Dataset:

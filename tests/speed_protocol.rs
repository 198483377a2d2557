//! Echo exchange against local listeners: echo, sink, early close,
//! refused ports, port fallback and stop/pause handling.

use relay_probe::{
    logging::ProbeLogger,
    probe::speed::{SessionEnd, SpeedProber, SpeedSettings},
    ControlSignals, ProbeError, RunControl,
};
use std::sync::Arc;
use std::time::{Duration, Instant};
use tokio::io::{AsyncReadExt, AsyncWriteExt};
use tokio::net::{TcpListener, TcpSocket};

fn settings(ports: Vec<u16>, duration: Duration) -> SpeedSettings {
    SpeedSettings {
        duration,
        chunk_size: 1024,
        connect_timeout: Duration::from_secs(1),
        round_timeout: Duration::from_millis(200),
        ports,
    }
}

fn prober(ports: Vec<u16>, duration: Duration) -> SpeedProber {
    SpeedProber::new(settings(ports, duration), Arc::new(ProbeLogger::silent()))
}

/// Echoes every byte back on every accepted connection
async fn echo_server() -> u16 {
    let listener = TcpListener::bind("127.0.0.1:0").await.unwrap();
    let port = listener.local_addr().unwrap().port();
    tokio::spawn(async move {
        while let Ok((mut stream, _)) = listener.accept().await {
            tokio::spawn(async move {
                let mut buf = vec![0u8; 8192];
                loop {
                    match stream.read(&mut buf).await {
                        Ok(0) | Err(_) => break,
                        Ok(n) => {
                            if stream.write_all(&buf[..n]).await.is_err() {
                                break;
                            }
                        }
                    }
                }
            });
        }
    });
    port
}

/// Reads everything and never answers
async fn sink_server() -> u16 {
    let listener = TcpListener::bind("127.0.0.1:0").await.unwrap();
    let port = listener.local_addr().unwrap().port();
    tokio::spawn(async move {
        while let Ok((mut stream, _)) = listener.accept().await {
            tokio::spawn(async move {
                let mut buf = vec![0u8; 8192];
                while let Ok(n) = stream.read(&mut buf).await {
                    if n == 0 {
                        break;
                    }
                }
            });
        }
    });
    port
}

/// Accepts and immediately hangs up
async fn closing_server() -> u16 {
    let listener = TcpListener::bind("127.0.0.1:0").await.unwrap();
    let port = listener.local_addr().unwrap().port();
    tokio::spawn(async move {
        while let Ok((stream, _)) = listener.accept().await {
            drop(stream);
        }
    });
    port
}

/// Leaves the first block unread for `read_delay`, then reads all of it and
/// echoes it back after `echo_delay`. A small receive buffer makes the
/// client's send wait for the read.
async fn slow_reader_server(block: usize, read_delay: Duration, echo_delay: Duration) -> u16 {
    let socket = TcpSocket::new_v4().unwrap();
    socket.set_recv_buffer_size(64 * 1024).unwrap();
    socket.bind("127.0.0.1:0".parse().unwrap()).unwrap();
    let listener = socket.listen(16).unwrap();
    let port = listener.local_addr().unwrap().port();
    tokio::spawn(async move {
        while let Ok((mut stream, _)) = listener.accept().await {
            tokio::spawn(async move {
                tokio::time::sleep(read_delay).await;
                let mut buf = vec![0u8; block];
                if stream.read_exact(&mut buf).await.is_err() {
                    return;
                }
                tokio::time::sleep(echo_delay).await;
                if stream.write_all(&buf).await.is_err() {
                    return;
                }
                let mut rest = vec![0u8; 8192];
                while let Ok(n) = stream.read(&mut rest).await {
                    if n == 0 {
                        break;
                    }
                }
            });
        }
    });
    port
}

/// A port nothing listens on
async fn refused_port() -> u16 {
    let listener = TcpListener::bind("127.0.0.1:0").await.unwrap();
    let port = listener.local_addr().unwrap().port();
    drop(listener);
    port
}

#[tokio::test]
async fn test_echo_session_measures_both_directions() {
    let port = echo_server().await;
    let report = prober(vec![port], Duration::from_millis(500))
        .probe("127.0.0.1", &ControlSignals::detached())
        .await
        .unwrap();

    assert_eq!(report.port, port);
    assert_eq!(report.end, SessionEnd::Completed);
    assert!(report.rounds > 0);
    assert_eq!(report.successful_exchanges, report.rounds);
    assert_eq!(report.bytes_sent, report.rounds as u64 * 1024);
    assert_eq!(report.bytes_received, report.bytes_sent);
    assert!(report.avg_rtt_ms.is_some());
    assert!(report.download_mbps.unwrap() > 0.0);
    assert!(report.upload_mbps.unwrap() > 0.0);
}

#[tokio::test]
async fn test_silent_peer_reports_zero_download() {
    let port = sink_server().await;
    let report = prober(vec![port], Duration::from_millis(600))
        .probe("127.0.0.1", &ControlSignals::detached())
        .await
        .unwrap();

    // Read deadlines expire every round, which is not fatal.
    assert_eq!(report.end, SessionEnd::Completed);
    assert!(report.rounds >= 2);
    assert_eq!(report.bytes_received, 0);
    assert_eq!(report.successful_exchanges, 0);
    assert_eq!(report.download_mbps, Some(0.0));
    assert!(report.upload_mbps.unwrap() > 0.0);
}

#[tokio::test]
async fn test_peer_hangup_ends_session_fatally() {
    let port = closing_server().await;
    let report = prober(vec![port], Duration::from_secs(2))
        .probe("127.0.0.1", &ControlSignals::detached())
        .await
        .unwrap();

    assert!(matches!(report.end, SessionEnd::Fatal(_)), "ended with {:?}", report.end);
    assert_eq!(report.bytes_received, 0);
    assert!(report.elapsed < Duration::from_secs(2));
}

#[tokio::test]
async fn test_refused_ports_fail_with_every_port_named() {
    let first = refused_port().await;
    let second = refused_port().await;

    let err = prober(vec![first, second], Duration::from_millis(200))
        .probe("127.0.0.1", &ControlSignals::detached())
        .await
        .unwrap_err();

    match err {
        ProbeError::ConnectFailed(detail) => {
            assert!(detail.contains(&format!("{}:", first)), "{}", detail);
            assert!(detail.contains(&format!("{}:", second)), "{}", detail);
        }
        other => panic!("unexpected error: {:?}", other),
    }
}

#[tokio::test]
async fn test_falls_back_to_next_port() {
    let closed = refused_port().await;
    let open = echo_server().await;

    let speed = prober(vec![closed, open], Duration::from_millis(300));
    let report = speed.probe("127.0.0.1", &ControlSignals::detached()).await.unwrap();
    assert_eq!(report.port, open);

    let figures = speed.measure("127.0.0.1", &ControlSignals::detached()).await;
    assert!(figures.download_mbps.unwrap() > 0.0);
}

#[tokio::test]
async fn test_no_connection_measures_nothing() {
    let port = refused_port().await;
    let figures = prober(vec![port], Duration::from_millis(200))
        .measure("127.0.0.1", &ControlSignals::detached())
        .await;

    assert!(figures.download_mbps.is_none());
    assert!(figures.upload_mbps.is_none());
}

#[tokio::test]
async fn test_blank_address_is_rejected() {
    let err = prober(vec![443], Duration::from_millis(200))
        .probe("  ", &ControlSignals::detached())
        .await
        .unwrap_err();
    assert!(matches!(err, ProbeError::MissingAddress));
}

#[tokio::test]
async fn test_stop_before_connect_cancels() {
    let port = echo_server().await;
    let control = RunControl::new();
    control.stop();

    let err = prober(vec![port], Duration::from_secs(5))
        .probe("127.0.0.1", &control.signals())
        .await
        .unwrap_err();
    assert!(matches!(err, ProbeError::Cancelled));
}

#[tokio::test]
async fn test_stop_interrupts_running_session() {
    let port = sink_server().await;
    let control = Arc::new(RunControl::new());
    let signals = control.signals();

    let stopper = control.clone();
    tokio::spawn(async move {
        tokio::time::sleep(Duration::from_millis(150)).await;
        stopper.stop();
    });

    let started = Instant::now();
    let report = prober(vec![port], Duration::from_secs(10))
        .probe("127.0.0.1", &signals)
        .await
        .unwrap();

    assert_eq!(report.end, SessionEnd::Cancelled);
    assert!(started.elapsed() < Duration::from_secs(3));
}

#[tokio::test]
async fn test_paused_time_is_excluded_from_elapsed() {
    let port = echo_server().await;
    let control = Arc::new(RunControl::new());
    control.pause();
    let signals = control.signals();

    let resumer = control.clone();
    tokio::spawn(async move {
        tokio::time::sleep(Duration::from_millis(400)).await;
        resumer.resume();
    });

    let started = Instant::now();
    let report = prober(vec![port], Duration::from_millis(300))
        .probe("127.0.0.1", &signals)
        .await
        .unwrap();
    let wall = started.elapsed();

    assert_eq!(report.end, SessionEnd::Completed);
    assert!(wall >= Duration::from_millis(400));
    assert!(report.elapsed + Duration::from_millis(300) < wall);
}

#[tokio::test]
async fn test_slow_send_does_not_eat_the_receive_window() {
    // Larger than any loopback socket buffering, so the send has to wait for the peer.
    let block = 8 * 1024 * 1024;
    let port = slow_reader_server(block, Duration::from_millis(500), Duration::from_millis(500)).await;

    let speed = SpeedProber::new(
        SpeedSettings {
            duration: Duration::from_millis(300),
            chunk_size: block,
            connect_timeout: Duration::from_secs(1),
            round_timeout: Duration::from_millis(800),
            ports: vec![port],
        },
        Arc::new(ProbeLogger::silent()),
    );
    let report = speed.probe("127.0.0.1", &ControlSignals::detached()).await.unwrap();

    // The echo lands about 1s into the round: after a window counted from the
    // start of the round, but well inside one counted from the end of the send.
    assert_eq!(report.end, SessionEnd::Completed);
    assert_eq!(report.rounds, 1);
    assert_eq!(report.bytes_sent, block as u64);
    assert_eq!(report.bytes_received, block as u64);
    assert_eq!(report.successful_exchanges, 1);
}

Required work:
The listing above holds a line with "let port = closing_server().await;" and a line with "prober(vec![first, second], Duration::from_millis(200))". Print the stretch from the first through the second, exactly and alone.

Problem solution:
    let port = closing_server().await;
    let report = prober(vec![port], Duration::from_secs(2))
        .probe("127.0.0.1", &ControlSignals::detached())
        .await
        .unwrap();

    assert!(matches!(report.end, SessionEnd::Fatal(_)), "ended with {:?}", report.end);
    assert_eq!(report.bytes_received, 0);
    assert!(report.elapsed < Duration::from_secs(2));
}

#[tokio::test]
async fn test_refused_ports_fail_with_every_port_named() {
    let first = refused_port().await;
    let second = refused_port().await;

    let err = prober(vec![first, second], Duration::from_millis(200))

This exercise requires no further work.